- _INFORMATION GIVEN_:
——————————
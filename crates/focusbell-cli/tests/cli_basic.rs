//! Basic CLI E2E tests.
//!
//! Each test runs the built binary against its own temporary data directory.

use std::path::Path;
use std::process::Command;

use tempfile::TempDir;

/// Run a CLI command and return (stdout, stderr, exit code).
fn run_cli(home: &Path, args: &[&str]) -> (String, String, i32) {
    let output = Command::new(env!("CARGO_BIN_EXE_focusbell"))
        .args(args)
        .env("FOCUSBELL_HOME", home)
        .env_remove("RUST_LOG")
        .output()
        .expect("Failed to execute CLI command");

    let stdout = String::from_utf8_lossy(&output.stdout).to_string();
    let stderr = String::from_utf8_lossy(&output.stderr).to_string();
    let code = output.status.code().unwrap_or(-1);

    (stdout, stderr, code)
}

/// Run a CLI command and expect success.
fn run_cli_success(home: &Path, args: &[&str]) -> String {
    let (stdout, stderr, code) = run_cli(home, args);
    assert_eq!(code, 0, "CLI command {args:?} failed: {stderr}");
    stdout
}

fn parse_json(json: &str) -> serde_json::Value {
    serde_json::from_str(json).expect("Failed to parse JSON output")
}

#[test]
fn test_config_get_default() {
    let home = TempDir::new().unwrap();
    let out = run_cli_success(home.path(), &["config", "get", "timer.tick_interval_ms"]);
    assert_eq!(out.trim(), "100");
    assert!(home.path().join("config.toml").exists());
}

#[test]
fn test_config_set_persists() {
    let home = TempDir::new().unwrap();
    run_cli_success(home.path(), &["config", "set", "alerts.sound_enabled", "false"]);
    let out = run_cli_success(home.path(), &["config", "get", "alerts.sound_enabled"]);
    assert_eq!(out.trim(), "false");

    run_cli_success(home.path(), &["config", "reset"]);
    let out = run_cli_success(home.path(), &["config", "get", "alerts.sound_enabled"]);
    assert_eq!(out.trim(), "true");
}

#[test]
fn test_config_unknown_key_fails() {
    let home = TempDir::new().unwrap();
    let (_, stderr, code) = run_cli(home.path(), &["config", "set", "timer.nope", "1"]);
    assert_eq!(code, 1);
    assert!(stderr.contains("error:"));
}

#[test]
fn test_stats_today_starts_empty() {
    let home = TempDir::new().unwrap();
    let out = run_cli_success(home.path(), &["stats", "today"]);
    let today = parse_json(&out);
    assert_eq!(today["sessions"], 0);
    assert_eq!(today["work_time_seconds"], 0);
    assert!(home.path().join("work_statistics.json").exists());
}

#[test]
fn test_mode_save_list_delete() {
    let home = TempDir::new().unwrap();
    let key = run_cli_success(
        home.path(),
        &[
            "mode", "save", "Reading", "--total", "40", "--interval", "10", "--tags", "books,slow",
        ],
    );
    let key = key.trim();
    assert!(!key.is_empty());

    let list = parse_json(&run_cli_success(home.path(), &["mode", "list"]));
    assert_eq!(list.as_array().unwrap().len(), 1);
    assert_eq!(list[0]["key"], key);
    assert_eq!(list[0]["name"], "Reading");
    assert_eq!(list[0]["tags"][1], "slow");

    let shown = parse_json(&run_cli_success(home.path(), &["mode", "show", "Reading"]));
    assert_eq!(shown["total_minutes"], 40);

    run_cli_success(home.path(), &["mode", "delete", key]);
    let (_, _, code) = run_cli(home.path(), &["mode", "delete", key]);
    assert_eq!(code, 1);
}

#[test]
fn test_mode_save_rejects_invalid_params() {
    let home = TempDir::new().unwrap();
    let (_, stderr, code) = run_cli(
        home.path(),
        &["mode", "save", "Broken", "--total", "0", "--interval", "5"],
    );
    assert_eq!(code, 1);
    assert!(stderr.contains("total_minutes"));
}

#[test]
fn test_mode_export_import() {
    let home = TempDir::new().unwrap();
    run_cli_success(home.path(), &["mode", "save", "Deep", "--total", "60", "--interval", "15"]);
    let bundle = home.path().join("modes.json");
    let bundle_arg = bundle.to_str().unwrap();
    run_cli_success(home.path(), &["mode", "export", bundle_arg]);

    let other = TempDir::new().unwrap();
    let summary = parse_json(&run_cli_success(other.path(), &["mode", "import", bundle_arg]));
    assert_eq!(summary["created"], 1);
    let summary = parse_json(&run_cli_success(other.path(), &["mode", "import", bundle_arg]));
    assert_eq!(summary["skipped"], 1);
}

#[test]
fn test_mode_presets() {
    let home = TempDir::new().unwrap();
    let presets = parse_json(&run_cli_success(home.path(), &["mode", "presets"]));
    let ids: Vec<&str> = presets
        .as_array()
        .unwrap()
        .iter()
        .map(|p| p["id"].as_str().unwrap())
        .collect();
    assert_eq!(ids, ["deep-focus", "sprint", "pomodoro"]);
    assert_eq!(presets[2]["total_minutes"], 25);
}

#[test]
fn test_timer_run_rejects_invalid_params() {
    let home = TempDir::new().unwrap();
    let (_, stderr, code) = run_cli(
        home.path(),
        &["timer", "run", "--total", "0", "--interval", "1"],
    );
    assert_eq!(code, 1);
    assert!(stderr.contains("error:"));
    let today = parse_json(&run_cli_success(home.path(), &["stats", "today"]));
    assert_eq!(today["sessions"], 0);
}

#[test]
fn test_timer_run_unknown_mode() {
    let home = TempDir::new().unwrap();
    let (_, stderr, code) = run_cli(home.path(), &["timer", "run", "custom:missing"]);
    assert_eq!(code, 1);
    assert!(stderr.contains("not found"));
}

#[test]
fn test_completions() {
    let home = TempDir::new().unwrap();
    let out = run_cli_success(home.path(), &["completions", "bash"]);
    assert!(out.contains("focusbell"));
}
——————————
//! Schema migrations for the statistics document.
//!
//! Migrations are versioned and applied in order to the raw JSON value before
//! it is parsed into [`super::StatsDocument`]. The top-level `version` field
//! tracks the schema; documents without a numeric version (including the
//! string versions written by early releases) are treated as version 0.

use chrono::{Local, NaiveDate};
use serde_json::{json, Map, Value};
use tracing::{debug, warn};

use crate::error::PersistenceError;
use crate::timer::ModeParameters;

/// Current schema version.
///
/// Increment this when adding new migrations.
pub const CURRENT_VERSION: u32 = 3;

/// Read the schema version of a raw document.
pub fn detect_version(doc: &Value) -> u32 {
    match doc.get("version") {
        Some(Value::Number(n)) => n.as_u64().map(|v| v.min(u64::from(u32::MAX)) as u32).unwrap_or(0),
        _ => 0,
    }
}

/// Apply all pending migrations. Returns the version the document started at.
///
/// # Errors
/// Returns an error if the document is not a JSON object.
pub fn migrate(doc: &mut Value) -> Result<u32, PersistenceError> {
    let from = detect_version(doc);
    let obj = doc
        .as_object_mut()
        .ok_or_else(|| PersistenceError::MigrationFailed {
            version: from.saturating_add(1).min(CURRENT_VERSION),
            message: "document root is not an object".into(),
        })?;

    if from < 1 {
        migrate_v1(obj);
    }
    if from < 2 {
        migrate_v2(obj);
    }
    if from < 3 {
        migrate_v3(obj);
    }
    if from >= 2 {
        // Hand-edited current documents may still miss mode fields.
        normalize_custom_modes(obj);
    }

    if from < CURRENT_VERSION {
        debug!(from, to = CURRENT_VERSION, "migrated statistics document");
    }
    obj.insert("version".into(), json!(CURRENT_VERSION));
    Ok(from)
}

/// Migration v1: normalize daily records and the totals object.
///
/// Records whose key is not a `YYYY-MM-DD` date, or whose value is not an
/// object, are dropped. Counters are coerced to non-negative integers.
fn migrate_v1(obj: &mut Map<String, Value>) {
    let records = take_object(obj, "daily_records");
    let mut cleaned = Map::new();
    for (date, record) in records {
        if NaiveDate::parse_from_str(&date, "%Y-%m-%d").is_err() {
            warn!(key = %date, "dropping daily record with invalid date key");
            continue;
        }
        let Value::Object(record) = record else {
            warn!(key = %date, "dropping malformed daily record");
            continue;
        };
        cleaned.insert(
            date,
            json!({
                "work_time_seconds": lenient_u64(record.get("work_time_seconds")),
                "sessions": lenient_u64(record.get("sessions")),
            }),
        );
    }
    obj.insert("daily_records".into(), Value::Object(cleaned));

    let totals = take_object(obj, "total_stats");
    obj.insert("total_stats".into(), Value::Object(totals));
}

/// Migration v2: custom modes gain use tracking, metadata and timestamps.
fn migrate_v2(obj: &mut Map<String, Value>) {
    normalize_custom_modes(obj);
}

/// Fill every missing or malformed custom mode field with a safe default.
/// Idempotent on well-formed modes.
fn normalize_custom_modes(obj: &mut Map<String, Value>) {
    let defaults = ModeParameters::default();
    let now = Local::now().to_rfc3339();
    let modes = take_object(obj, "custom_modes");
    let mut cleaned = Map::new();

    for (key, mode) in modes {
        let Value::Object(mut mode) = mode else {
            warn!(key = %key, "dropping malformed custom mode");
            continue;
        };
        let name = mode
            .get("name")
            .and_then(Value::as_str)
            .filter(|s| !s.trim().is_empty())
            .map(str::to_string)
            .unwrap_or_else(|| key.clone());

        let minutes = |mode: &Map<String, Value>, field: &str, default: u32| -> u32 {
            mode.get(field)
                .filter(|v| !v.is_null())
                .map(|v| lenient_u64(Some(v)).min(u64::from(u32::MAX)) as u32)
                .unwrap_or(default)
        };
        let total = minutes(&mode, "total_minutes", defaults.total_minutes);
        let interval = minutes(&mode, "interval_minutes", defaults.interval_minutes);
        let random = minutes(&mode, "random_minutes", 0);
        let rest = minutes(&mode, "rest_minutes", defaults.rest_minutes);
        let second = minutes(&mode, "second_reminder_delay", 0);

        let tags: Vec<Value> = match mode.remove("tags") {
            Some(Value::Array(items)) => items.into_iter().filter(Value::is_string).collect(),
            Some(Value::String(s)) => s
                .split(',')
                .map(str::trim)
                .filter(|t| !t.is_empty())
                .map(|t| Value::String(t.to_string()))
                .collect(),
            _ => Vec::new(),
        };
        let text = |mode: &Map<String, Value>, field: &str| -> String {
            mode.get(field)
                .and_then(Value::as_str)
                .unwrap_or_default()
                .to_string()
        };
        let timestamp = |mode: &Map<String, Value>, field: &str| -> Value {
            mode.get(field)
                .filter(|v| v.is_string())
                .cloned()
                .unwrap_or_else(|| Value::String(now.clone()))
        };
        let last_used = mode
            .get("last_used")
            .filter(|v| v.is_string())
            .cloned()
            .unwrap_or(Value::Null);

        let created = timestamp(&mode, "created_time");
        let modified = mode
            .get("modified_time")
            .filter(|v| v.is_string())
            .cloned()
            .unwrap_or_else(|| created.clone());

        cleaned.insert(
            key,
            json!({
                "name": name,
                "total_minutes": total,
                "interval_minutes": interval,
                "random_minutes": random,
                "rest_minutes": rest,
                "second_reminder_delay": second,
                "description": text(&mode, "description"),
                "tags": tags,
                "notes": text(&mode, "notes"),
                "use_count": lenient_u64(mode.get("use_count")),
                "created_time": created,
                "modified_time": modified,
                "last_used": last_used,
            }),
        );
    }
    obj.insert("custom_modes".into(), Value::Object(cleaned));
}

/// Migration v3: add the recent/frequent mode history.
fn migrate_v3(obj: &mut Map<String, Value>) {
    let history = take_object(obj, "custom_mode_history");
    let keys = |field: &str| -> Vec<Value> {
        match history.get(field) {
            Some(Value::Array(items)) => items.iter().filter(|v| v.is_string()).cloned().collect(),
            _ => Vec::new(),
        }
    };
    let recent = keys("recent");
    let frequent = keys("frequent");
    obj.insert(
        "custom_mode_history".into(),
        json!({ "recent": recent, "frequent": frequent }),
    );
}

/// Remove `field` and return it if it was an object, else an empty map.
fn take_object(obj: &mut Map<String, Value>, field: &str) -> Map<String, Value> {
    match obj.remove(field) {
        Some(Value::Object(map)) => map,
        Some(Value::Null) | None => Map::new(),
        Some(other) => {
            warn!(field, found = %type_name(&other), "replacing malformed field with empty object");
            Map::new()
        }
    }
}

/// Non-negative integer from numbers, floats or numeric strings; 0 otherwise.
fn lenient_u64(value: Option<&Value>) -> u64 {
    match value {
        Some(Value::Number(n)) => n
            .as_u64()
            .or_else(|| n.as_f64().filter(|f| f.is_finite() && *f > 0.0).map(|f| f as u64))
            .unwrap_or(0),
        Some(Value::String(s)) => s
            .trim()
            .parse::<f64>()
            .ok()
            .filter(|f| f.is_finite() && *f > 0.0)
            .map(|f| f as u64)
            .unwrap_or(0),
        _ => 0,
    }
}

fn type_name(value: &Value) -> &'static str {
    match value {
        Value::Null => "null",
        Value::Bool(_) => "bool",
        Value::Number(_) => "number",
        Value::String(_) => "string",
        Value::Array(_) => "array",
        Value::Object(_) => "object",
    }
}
——————————
- _WHAT TO WORK ON_: All lines above between those holding "version (including the" and "if from >= 2", inclusive, must be set down unchanged, and no other line may be included.

- _OUTPUT OF THE TASK_:
//! tracks the schema; documents without a numeric version (including the
//! string versions written by early releases) are treated as version 0.

use chrono::{Local, NaiveDate};
use serde_json::{json, Map, Value};
use tracing::{debug, warn};

use crate::error::PersistenceError;
use crate::timer::ModeParameters;

/// Current schema version.
///
/// Increment this when adding new migrations.
pub const CURRENT_VERSION: u32 = 3;

/// Read the schema version of a raw document.
pub fn detect_version(doc: &Value) -> u32 {
    match doc.get("version") {
        Some(Value::Number(n)) => n.as_u64().map(|v| v.min(u64::from(u32::MAX)) as u32).unwrap_or(0),
        _ => 0,
    }
}

/// Apply all pending migrations. Returns the version the document started at.
///
/// # Errors
/// Returns an error if the document is not a JSON object.
pub fn migrate(doc: &mut Value) -> Result<u32, PersistenceError> {
    let from = detect_version(doc);
    let obj = doc
        .as_object_mut()
        .ok_or_else(|| PersistenceError::MigrationFailed {
            version: from.saturating_add(1).min(CURRENT_VERSION),
            message: "document root is not an object".into(),
        })?;

    if from < 1 {
        migrate_v1(obj);
    }
    if from < 2 {
        migrate_v2(obj);
    }
    if from < 3 {
        migrate_v3(obj);
    }
    if from >= 2 {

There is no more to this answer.